DATA SUPPLIED:
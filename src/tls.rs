//! rustls server configuration for the secured fulfillment listener.

use std::fmt;
use std::path::{Path, PathBuf};
use std::sync::{Arc, Once};

use rustls::pki_types::pem::PemObject;
use rustls::pki_types::{CertificateDer, PrivateKeyDer};
use rustls::server::{ClientHello, ResolvesServerCert};
use rustls::sign::CertifiedKey;

use tracing::debug;

use crate::acme::CertManager;
use crate::error::TlsError;

/// Certificate chain and private key PEM files.
#[derive(Debug, Clone, PartialEq, Eq)]
pub struct TlsFiles {
    /// PEM certificate chain, leaf first.
    pub cert: PathBuf,
    /// PEM private key.
    pub key: PathBuf,
}

impl TlsFiles {
    /// Pair a certificate chain file with its key file.
    pub fn new(cert: impl Into<PathBuf>, key: impl Into<PathBuf>) -> Self {
        Self {
            cert: cert.into(),
            key: key.into(),
        }
    }

    /// Read and parse both files.
    pub async fn load(&self) -> Result<CertifiedKey, TlsError> {
        let cert = read(&self.cert).await?;
        let key = read(&self.key).await?;
        certified_key_from_pem(&cert, &key)
    }
}

async fn read(path: &Path) -> Result<Vec<u8>, TlsError> {
    tokio::fs::read(path).await.map_err(|source| TlsError::Read {
        path: path.display().to_string(),
        source,
    })
}

/// Make ring the process-wide rustls crypto provider.
///
/// Client connections made by the ACME library build their TLS configuration
/// from the process default, which cannot be chosen automatically when more
/// than one provider is compiled in. Later calls are no-ops.
pub fn install_crypto_provider() {
    static INSTALL: Once = Once::new();
    INSTALL.call_once(|| {
        if rustls::crypto::ring::default_provider()
            .install_default()
            .is_err()
        {
            debug!("rustls crypto provider already installed");
        }
    });
}

/// Build a signing certificate from a PEM chain and PEM private key.
pub fn certified_key_from_pem(cert_pem: &[u8], key_pem: &[u8]) -> Result<CertifiedKey, TlsError> {
    let chain = CertificateDer::pem_slice_iter(cert_pem).collect::<Result<Vec<_>, _>>()?;
    if chain.is_empty() {
        return Err(TlsError::NoCertificates);
    }
    let key = PrivateKeyDer::from_pem_slice(key_pem)?;
    let signing_key = rustls::crypto::ring::sign::any_supported_type(&key)?;
    Ok(CertifiedKey::new(chain, signing_key))
}

/// Picks the certificate for each handshake.
///
/// Names accepted by the certificate manager get its current certificate;
/// everything else gets the static certificate, if any.
pub struct CertResolver {
    manager: Option<Arc<CertManager>>,
    fallback: Option<Arc<CertifiedKey>>,
}

impl CertResolver {
    /// Create a resolver. At least one source should be present.
    pub fn new(manager: Option<Arc<CertManager>>, fallback: Option<CertifiedKey>) -> Self {
        Self {
            manager,
            fallback: fallback.map(Arc::new),
        }
    }

    fn resolve_name(&self, server_name: Option<&str>) -> Option<Arc<CertifiedKey>> {
        if let (Some(manager), Some(name)) = (&self.manager, server_name) {
            if manager.is_allowed_host(name) {
                if let Some(key) = manager.certified_key() {
                    return Some(key);
                }
            }
        }
        self.fallback.clone()
    }
}

impl fmt::Debug for CertResolver {
    fn fmt(&self, f: &mut fmt::Formatter<'_>) -> fmt::Result {
        f.debug_struct("CertResolver")
            .field("manager", &self.manager)
            .field("fallback", &self.fallback.is_some())
            .finish()
    }
}

impl ResolvesServerCert for CertResolver {
    fn resolve(&self, client_hello: ClientHello<'_>) -> Option<Arc<CertifiedKey>> {
        self.resolve_name(client_hello.server_name())
    }
}

/// Build the rustls server configuration around `resolver`.
pub fn server_config(resolver: CertResolver) -> Result<Arc<rustls::ServerConfig>, TlsError> {
    let mut config = rustls::ServerConfig::builder_with_provider(Arc::new(
        rustls::crypto::ring::default_provider(),
    ))
    .with_safe_default_protocol_versions()?
    .with_no_client_auth()
    .with_cert_resolver(Arc::new(resolver));
    config.alpn_protocols = vec![b"h2".to_vec(), b"http/1.1".to_vec()];
    Ok(Arc::new(config))
}

#[cfg(test)]
mod tests {
    use super::*;
    use crate::acme::MemoryCache;

    fn self_signed(name: &str) -> (String, String) {
        let rcgen::CertifiedKey { cert, signing_key } =
            rcgen::generate_simple_self_signed(vec![name.to_string()]).unwrap();
        (cert.pem(), signing_key.serialize_pem())
    }

    #[test]
    fn parses_pem_material() {
        let (cert, key) = self_signed("bot.example.com");
        let certified = certified_key_from_pem(cert.as_bytes(), key.as_bytes()).unwrap();
        assert_eq!(certified.cert.len(), 1);
    }

    #[test]
    fn rejects_empty_chain() {
        let (_, key) = self_signed("bot.example.com");
        assert!(matches!(
            certified_key_from_pem(b"", key.as_bytes()),
            Err(TlsError::NoCertificates)
        ));
    }

    #[tokio::test]
    async fn loads_files_from_disk() {
        let tmp = tempfile::tempdir().unwrap();
        let (cert, key) = self_signed("bot.example.com");
        std::fs::write(tmp.path().join("cert.pem"), cert).unwrap();
        std::fs::write(tmp.path().join("key.pem"), key).unwrap();

        let files = TlsFiles::new(tmp.path().join("cert.pem"), tmp.path().join("key.pem"));
        assert!(files.load().await.is_ok());

        let missing = TlsFiles::new(tmp.path().join("nope.pem"), tmp.path().join("key.pem"));
        assert!(matches!(missing.load().await, Err(TlsError::Read { .. })));
    }

    #[test]
    fn resolver_falls_back_to_static_certificate() {
        let (cert, key) = self_signed("static.example.com");
        let fallback = certified_key_from_pem(cert.as_bytes(), key.as_bytes()).unwrap();
        let manager = Arc::new(CertManager::new(
            "bot.example.com",
            Arc::new(MemoryCache::new()),
        ));
        let resolver = CertResolver::new(Some(manager), Some(fallback));

        assert!(resolver.resolve_name(Some("bot.example.com")).is_some());
        assert!(resolver.resolve_name(Some("other.example.com")).is_some());
        assert!(resolver.resolve_name(None).is_some());
    }

    #[test]
    fn resolver_without_fallback_requires_managed_name() {
        let manager = Arc::new(CertManager::new(
            "bot.example.com",
            Arc::new(MemoryCache::new()),
        ));
        let resolver = CertResolver::new(Some(manager), None);

        assert!(resolver.resolve_name(Some("bot.example.com")).is_none());
        assert!(resolver.resolve_name(Some("other.example.com")).is_none());
    }

    #[test]
    fn crypto_provider_install_is_repeatable() {
        install_crypto_provider();
        install_crypto_provider();
        assert!(rustls::crypto::CryptoProvider::get_default().is_some());
    }

    #[test]
    fn builds_server_config() {
        let (cert, key) = self_signed("bot.example.com");
        let fallback = certified_key_from_pem(cert.as_bytes(), key.as_bytes()).unwrap();
        let config = server_config(CertResolver::new(None, Some(fallback))).unwrap();
        assert_eq!(config.alpn_protocols[1], b"http/1.1".to_vec());
    }
}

YOUR INSTRUCTIONS: Report only the number of lines in the data above that contain "ServerConfig".

WRITTEN RESPONSE: 2